━━━ MATERIAL SHOWN ━━━

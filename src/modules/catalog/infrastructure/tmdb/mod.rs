pub mod adapter;
pub mod mapper;
pub mod models;

pub use adapter::TmdbAdapter;
pub use mapper::TmdbMapper;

━━━

PROBLEM | Repeat every record above. Each one must match exactly.

SOLUTION TO THIS EXERCISE |
filename src/modules/catalog/infrastructure/tmdb/mod.rs
pub mod adapter;
pub mod mapper;
pub mod models;

pub use adapter::TmdbAdapter;
pub use mapper::TmdbMapper;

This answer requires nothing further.